# Cleaning Data with the Tidyverse

Today we will continue “cleaning” Sam’s data so that we can calculate $$\Delta\Delta$$Ct values and make plots. Last week, we read in the data using the read_xlsx function from the readxl package, and we selected columns for further analysis using the select function from the dplyr package.

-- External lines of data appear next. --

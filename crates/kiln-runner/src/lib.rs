//! Step execution for Kiln jobs.
//!
//! The [`StepDriver`] runs a job's steps, in order, through the command
//! channel of a ready sandbox.

pub mod action;
pub mod driver;
pub mod readback;

pub use action::{ActionHandler, ActionPlan, INLINE_RUN_ACTION, InlineActionHandler};
pub use driver::{DriveOutcome, DriverConfig, StepDriver};
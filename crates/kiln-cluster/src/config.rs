//! Kubernetes connection settings.

use kiln_core::{Error, Result};
use serde::{Deserialize, Serialize};
use std::path::PathBuf;
use std::time::Duration;
use url::Url;

/// Explicit API server connection settings. Nothing is discovered from
/// kubeconfig files; callers pass what they have.
#[derive(Debug, Clone, Serialize, Deserialize)]
pub struct KubeConfig {
    /// API server base URL, e.g. `https://10.0.0.1:6443`.
    pub api_url: Url,

    /// Bearer token.
    #[serde(default)]
    pub token: Option<String>,

    /// File holding the bearer token; re-read on every request so rotated
    /// service-account tokens are picked up.
    #[serde(default)]
    pub token_file: Option<PathBuf>,

    /// Skip TLS verification for REST calls. Exec sessions always verify.
    #[serde(default)]
    pub accept_invalid_certs: bool,

    #[serde(default = "default_request_timeout")]
    pub request_timeout_secs: u64,
}

fn default_request_timeout() -> u64 {
    30
}

impl KubeConfig {
    pub fn new(api_url: Url) -> Self {
        Self {
            api_url,
            token: None,
            token_file: None,
            accept_invalid_certs: false,
            request_timeout_secs: default_request_timeout(),
        }
    }

    pub fn parse(api_url: &str) -> Result<Self> {
        let url = Url::parse(api_url)
            .map_err(|e| Error::Config(format!("invalid API server URL {}: {}", api_url, e)))?;
        Ok(Self::new(url))
    }

    pub fn with_token(mut self, token: impl Into<String>) -> Self {
        self.token = Some(token.into());
        self
    }

    pub fn with_token_file(mut self, path: impl Into<PathBuf>) -> Self {
        self.token_file = Some(path.into());
        self
    }

    pub fn accept_invalid_certs(mut self, accept: bool) -> Self {
        self.accept_invalid_certs = accept;
        self
    }

    pub fn request_timeout(&self) -> Duration {
        Duration::from_secs(self.request_timeout_secs)
    }

    /// Current bearer token, preferring the token file.
    pub fn bearer_token(&self) -> Result<Option<String>> {
        if let Some(path) = &self.token_file {
            let token = std::fs::read_to_string(path)?;
            return Ok(Some(token.trim().to_string()));
        }
        Ok(self.token.clone())
    }
}

#[cfg(test)]
mod tests {
    use super::*;

    #[test]
    fn test_token_file_wins() {
        let dir = std::env::temp_dir().join(format!("kiln-token-{}", std::process::id()));
        std::fs::write(&dir, "from-file\n").unwrap();
        let config = KubeConfig::parse("https://127.0.0.1:6443")
            .unwrap()
            .with_token("inline")
            .with_token_file(&dir);
        assert_eq!(config.bearer_token().unwrap().as_deref(), Some("from-file"));
        std::fs::remove_file(&dir).unwrap();
    }

    #[test]
    fn test_invalid_url_is_config_error() {
        assert!(matches!(KubeConfig::parse("not a url"), Err(Error::Config(_))));
    }
}
//! Action steps.
//!
//! Resolving packaged actions is somebody else's job. The driver only asks
//! an [`ActionHandler`] what an action amounts to: one command, or a list
//! of child steps run like a composite.

use async_trait::async_trait;
use kiln_core::job::Step;
use kiln_core::{Error, Result};
use std::collections::BTreeMap;

/// What an action expands to.
#[derive(Debug, Clone)]
pub enum ActionPlan {
    Command { run: String, shell: String },
    Steps(Vec<Step>),
}

/// Trait for expanding `uses:` steps.
#[async_trait]
pub trait ActionHandler: Send + Sync {
    /// Expand `uses` with its interpolated inputs. An error fails the step.
    async fn expand(
        &self,
        step: &Step,
        uses: &str,
        inputs: &BTreeMap<String, String>,
    ) -> Result<ActionPlan>;
}

/// Name of the inline action: runs its `run` input with an optional `shell`.
pub const INLINE_RUN_ACTION: &str = "kiln/run";

/// Handles the inline `kiln/run` action and nothing else.
#[derive(Debug, Default, Clone, Copy)]
pub struct InlineActionHandler;

#[async_trait]
impl ActionHandler for InlineActionHandler {
    async fn expand(
        &self,
        step: &Step,
        uses: &str,
        inputs: &BTreeMap<String, String>,
    ) -> Result<ActionPlan> {
        let name = uses.split('@').next().unwrap_or(uses);
        if name != INLINE_RUN_ACTION {
            return Err(Error::InvalidJob(format!(
                "action {} used by step {} is not available",
                uses, step.id
            )));
        }
        let run = inputs.get("run").ok_or_else(|| {
            Error::InvalidJob(format!("step {}: {} requires a run input", step.id, uses))
        })?;
        Ok(ActionPlan::Command {
            run: run.clone(),
            shell: inputs
                .get("shell")
                .cloned()
                .unwrap_or_else(|| "sh".to_string()),
        })
    }
}
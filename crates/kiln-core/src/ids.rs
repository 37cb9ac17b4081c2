//! Strongly-typed identifiers for domain entities.

use schemars::JsonSchema;
use serde::{Deserialize, Serialize};
use std::fmt;
use uuid::Uuid;

macro_rules! define_id {
    ($name:ident, $prefix:expr) => {
        #[derive(
            Debug, Clone, Copy, PartialEq, Eq, Hash, PartialOrd, Ord, Serialize, Deserialize, JsonSchema,
        )]
        #[serde(transparent)]
        pub struct $name(Uuid);

        impl $name {
            pub fn new() -> Self {
                Self(Uuid::now_v7())
            }

            pub fn from_uuid(uuid: Uuid) -> Self {
                Self(uuid)
            }

            pub fn as_uuid(&self) -> &Uuid {
                &self.0
            }

            /// Last eight hex digits (the random tail of a v7 uuid), used where
            /// names must stay short.
            pub fn short(&self) -> String {
                self.0.simple().to_string()[24..].to_string()
            }
        }

        impl Default for $name {
            fn default() -> Self {
                Self::new()
            }
        }

        impl fmt::Display for $name {
            fn fmt(&self, f: &mut fmt::Formatter<'_>) -> fmt::Result {
                write!(f, "{}_{}", $prefix, self.0)
            }
        }

        impl std::str::FromStr for $name {
            type Err = uuid::Error;

            fn from_str(s: &str) -> std::result::Result<Self, Self::Err> {
                let uuid_str = s.strip_prefix(concat!($prefix, "_")).unwrap_or(s);
                Ok(Self(Uuid::parse_str(uuid_str)?))
            }
        }
    };
}

define_id!(JobId, "job");
define_id!(RunId, "run");

#[derive(Debug, Clone, PartialEq, Eq, Hash, Serialize, Deserialize, JsonSchema)]
#[serde(transparent)]
pub struct StepId(String);

impl StepId {
    pub fn new(name: impl Into<String>) -> Self {
        Self(name.into())
    }

    pub fn as_str(&self) -> &str {
        &self.0
    }
}

impl fmt::Display for StepId {
    fn fmt(&self, f: &mut fmt::Formatter<'_>) -> fmt::Result {
        write!(f, "{}", self.0)
    }
}

impl From<&str> for StepId {
    fn from(value: &str) -> Self {
        Self::new(value)
    }
}

#[cfg(test)]
mod tests {
    use super::*;

    #[test]
    fn test_job_id_display() {
        let id = JobId::new();
        assert!(id.to_string().starts_with("job_"));
    }

    #[test]
    fn test_job_id_parse() {
        let id = JobId::new();
        let parsed: JobId = id.to_string().parse().unwrap();
        assert_eq!(id, parsed);
    }

    #[test]
    fn test_short_id_is_eight_hex_chars() {
        let short = RunId::new().short();
        assert_eq!(short.len(), 8);
        assert!(short.chars().all(|c| c.is_ascii_hexdigit()));
    }
}
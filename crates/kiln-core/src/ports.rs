//! Port traits (hexagonal architecture).
//!
//! These traits define the interfaces between the engine and the cluster
//! it drives, and between the engine and whoever consumes its events.

use crate::Result;
use crate::events::Event;
use crate::sandbox::{ConfigObject, ConfigObjectKind, SandboxRef, SandboxSpec, SandboxStatus};
use async_trait::async_trait;
use futures::Stream;
use std::collections::BTreeMap;
use std::pin::Pin;
use std::sync::Mutex;
use tokio::sync::mpsc;
use tracing::{debug, info};

/// One frame of a remote command's output.
#[derive(Debug, Clone, PartialEq, Eq)]
pub enum ExecFrame {
    Stdout(Vec<u8>),
    Stderr(Vec<u8>),
    /// Final frame: the remote process exited with this status.
    Exit(i32),
}

/// Stream of frames from a remote command. A stream that ends without an
/// `Exit` frame, or yields an error, means the channel broke.
pub type ExecStream = Pin<Box<dyn Stream<Item = Result<ExecFrame>> + Send>>;

/// Client-side view of the shared compute cluster.
///
/// Deletions of absent objects report `Error::NotFound`; creations of
/// existing objects report `Error::AlreadyExists`; policy rejections report
/// `Error::Admission`.
#[async_trait]
pub trait ClusterApi: Send + Sync {
    /// Submit a sandbox object.
    async fn create_sandbox(&self, spec: &SandboxSpec) -> Result<()>;

    /// Observe a sandbox; `None` when the cluster has no such object.
    async fn get_sandbox(&self, sandbox: &SandboxRef) -> Result<Option<SandboxStatus>>;

    /// Request deletion with the given grace period (0 forces removal).
    async fn delete_sandbox(&self, sandbox: &SandboxRef, grace_seconds: u64) -> Result<()>;

    /// List sandboxes whose labels contain every pair in `selector`.
    async fn list_sandboxes(
        &self,
        namespace: &str,
        selector: &BTreeMap<String, String>,
    ) -> Result<Vec<(SandboxRef, SandboxStatus)>>;

    /// Create an env/secret config object.
    async fn create_config_object(&self, namespace: &str, object: &ConfigObject) -> Result<()>;

    /// Read a config object back.
    async fn get_config_object(
        &self,
        namespace: &str,
        kind: ConfigObjectKind,
        name: &str,
    ) -> Result<Option<ConfigObject>>;

    /// Delete a config object.
    async fn delete_config_object(
        &self,
        namespace: &str,
        kind: ConfigObjectKind,
        name: &str,
    ) -> Result<()>;

    /// Start a command inside one unit of a running sandbox.
    async fn exec(&self, sandbox: &SandboxRef, unit: &str, argv: &[String])
    -> Result<ExecStream>;

    /// Fetch the last `tail_lines` lines of a unit's log.
    async fn logs(&self, sandbox: &SandboxRef, unit: &str, tail_lines: u32)
    -> Result<Vec<String>>;
}

/// Consumer of engine events (live reporting).
#[async_trait]
pub trait EventSink: Send + Sync {
    async fn publish(&self, event: Event) -> Result<()>;
}

/// Sink that writes every event to the tracing subscriber.
#[derive(Debug, Default, Clone, Copy)]
pub struct TracingEventSink;

#[async_trait]
impl EventSink for TracingEventSink {
    async fn publish(&self, event: Event) -> Result<()> {
        match &event {
            Event::StepOutput(p) => {
                debug!(subject = %event.subject(), line = p.line_number, "{}", p.content)
            }
            _ => info!(subject = %event.subject(), "event"),
        }
        Ok(())
    }
}

/// Sink that forwards events to a channel. Events are dropped, not
/// blocked on, once the receiver goes away.
#[derive(Debug, Clone)]
pub struct ChannelEventSink {
    tx: mpsc::UnboundedSender<Event>,
}

impl ChannelEventSink {
    pub fn new() -> (Self, mpsc::UnboundedReceiver<Event>) {
        let (tx, rx) = mpsc::unbounded_channel();
        (Self { tx }, rx)
    }
}

#[async_trait]
impl EventSink for ChannelEventSink {
    async fn publish(&self, event: Event) -> Result<()> {
        let _ = self.tx.send(event);
        Ok(())
    }
}

/// Sink that keeps every event in memory.
#[derive(Debug, Default)]
pub struct CollectingEventSink {
    events: Mutex<Vec<Event>>,
}

impl CollectingEventSink {
    pub fn new() -> Self {
        Self::default()
    }

    pub fn events(&self) -> Vec<Event> {
        self.events
            .lock()
            .map(|events| events.clone())
            .unwrap_or_default()
    }
}

#[async_trait]
impl EventSink for CollectingEventSink {
    async fn publish(&self, event: Event) -> Result<()> {
        if let Ok(mut events) = self.events.lock() {
            events.push(event);
        }
        Ok(())
    }
}
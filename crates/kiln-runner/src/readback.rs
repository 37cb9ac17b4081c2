//! Reading `$KILN_ENV` and `$KILN_OUTPUT` back after a step.
//!
//! Both files live on the sandbox's temp volume. One extra command prints
//! them separated by a marker and removes them, so the next step starts
//! with empty files.

use kiln_core::Result;
use kiln_core::env::parse_env_file;
use kiln_sandbox::TEMP_DIR;

pub const ENV_FILE_VAR: &str = "KILN_ENV";
pub const OUTPUT_FILE_VAR: &str = "KILN_OUTPUT";

const MARKER: &str = "::kiln-output::";

pub fn env_file() -> String {
    format!("{}/kiln_env", TEMP_DIR)
}

pub fn output_file() -> String {
    format!("{}/kiln_output", TEMP_DIR)
}

/// Script printing the env file, the marker, then the output file.
pub fn script() -> String {
    format!(
        "touch \"${env}\" \"${out}\"\n\
         cat \"${env}\"\n\
         echo '{marker}'\n\
         cat \"${out}\"\n\
         rm -f \"${env}\" \"${out}\"",
        env = ENV_FILE_VAR,
        out = OUTPUT_FILE_VAR,
        marker = MARKER,
    )
}

/// Script removing both files without reading them.
pub fn discard_script() -> String {
    format!(
        "rm -f \"${env}\" \"${out}\"",
        env = ENV_FILE_VAR,
        out = OUTPUT_FILE_VAR,
    )
}

/// Files written by one step.
#[derive(Debug, Default, PartialEq)]
pub struct StepFiles {
    pub env: String,
    pub outputs: Vec<(String, String)>,
}

/// Split the read-back output. A file without a trailing newline leaves
/// the marker mid-line, so the split is on the marker text itself.
pub fn split(stdout: &str) -> Result<StepFiles> {
    let (env, outputs) = stdout.split_once(MARKER).unwrap_or((stdout, ""));
    Ok(StepFiles {
        env: env.to_string(),
        outputs: parse_env_file(outputs)?,
    })
}

#[cfg(test)]
mod tests {
    use super::*;
    use pretty_assertions::assert_eq;

    #[test]
    fn test_split_env_and_outputs() {
        let files = split("A=1\nB=2\n::kiln-output::\nversion=1.2.3\n").unwrap();
        assert_eq!(files.env, "A=1\nB=2\n");
        assert_eq!(
            files.outputs,
            vec![("version".to_string(), "1.2.3".to_string())]
        );
    }

    #[test]
    fn test_split_without_trailing_newline() {
        let files = split("A=1::kiln-output::\n").unwrap();
        assert_eq!(files.env, "A=1");
        assert!(files.outputs.is_empty());
    }

    #[test]
    fn test_discard_script_removes_both_files() {
        assert_eq!(discard_script(), "rm -f \"$KILN_ENV\" \"$KILN_OUTPUT\"");
    }

    #[test]
    fn test_malformed_output_file() {
        assert!(split("::kiln-output::\nnot an assignment\n").is_err());
    }

    #[test]
    fn test_script_reads_both_files() {
        let script = script();
        assert!(script.contains("cat \"$KILN_ENV\""));
        assert!(script.ends_with("rm -f \"$KILN_ENV\" \"$KILN_OUTPUT\""));
    }
}
//! Kiln Sandbox
//!
//! Builds the sandbox spec for a job, drives its lifecycle on the cluster
//! and runs commands inside it once it is ready.

pub mod builder;
pub mod channel;
pub mod lifecycle;
pub mod quote;

pub use builder::{SandboxBuilder, TEMP_DIR, WORKSPACE_DIR};
pub use channel::{CommandChannel, ExecRequest, ExecStatus, OutputLine};
pub use lifecycle::{Observation, SandboxLifecycle, classify};
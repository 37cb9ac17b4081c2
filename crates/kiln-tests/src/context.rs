//! Test context wiring an engine to a simulated cluster.

use kiln_cluster::InMemoryCluster;
use kiln_core::config::EngineConfig;
use kiln_core::job::Job;
use kiln_core::ports::CollectingEventSink;
use kiln_core::result::{JobReport, RunReport};
use kiln_scheduler::{JobOrchestrator, Stage, StageScheduler};
use std::sync::Arc;
use tokio_util::sync::CancellationToken;

/// A simulated cluster, the engine config, and an event recorder.
pub struct TestContext {
    pub cluster: InMemoryCluster,
    pub config: Arc<EngineConfig>,
    pub events: Arc<CollectingEventSink>,
}

impl Default for TestContext {
    fn default() -> Self {
        Self::new()
    }
}

impl TestContext {
    pub fn new() -> Self {
        Self::with_config(EngineConfig::default())
    }

    pub fn with_config(config: EngineConfig) -> Self {
        crate::init_test_logging();
        Self {
            cluster: InMemoryCluster::new(),
            config: Arc::new(config),
            events: Arc::new(CollectingEventSink::new()),
        }
    }

    pub fn orchestrator(&self) -> JobOrchestrator {
        JobOrchestrator::new(Arc::new(self.cluster.clone()), self.config.clone())
            .expect("test engine config is valid")
            .with_events(self.events.clone())
    }

    pub fn scheduler(&self) -> StageScheduler {
        StageScheduler::new(Arc::new(self.orchestrator())).with_events(self.events.clone())
    }

    pub async fn run_job(&self, job: Job) -> JobReport {
        self.orchestrator()
            .run_job(Arc::new(job), CancellationToken::new())
            .await
    }

    pub async fn run_stages(&self, stages: Vec<Stage>) -> RunReport {
        self.scheduler().run(stages, CancellationToken::new()).await
    }

    /// Panics if any sandbox or config object is still in the cluster.
    pub fn assert_no_sandboxes_left(&self) {
        let sandboxes = self.cluster.live_sandboxes();
        assert!(sandboxes.is_empty(), "sandboxes left behind: {:?}", sandboxes);
        let objects = self.cluster.config_object_names();
        assert!(objects.is_empty(), "config objects left behind: {:?}", objects);
    }
}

## Cleaning and organizing data with dplyr verbs

The dplyr package is a “core” part of the tidyverse, so you don’t need to load or install this package directly if you have already loaded the tidyverse. The dplyr verbs are a set of functions in dplyr that make cleaning and manipulating data intuitive. We have already seen one verb, the select() function. Today we will use most of the others:

• filter(): Subsets a data frame by rows (companion to select(), which subsets a data frame by columns)
• mutate(): Adds a new column based on an old column(s), or modifies a column. For example, making a new column from the product of two existing columns.
• arrange(): Orders the rows of a data frame (like largest to smallest using a specific column)
• summarize(): The easiest way to think of this is that it calculates summary values from columns of a dataframe. For example, the mean and SD.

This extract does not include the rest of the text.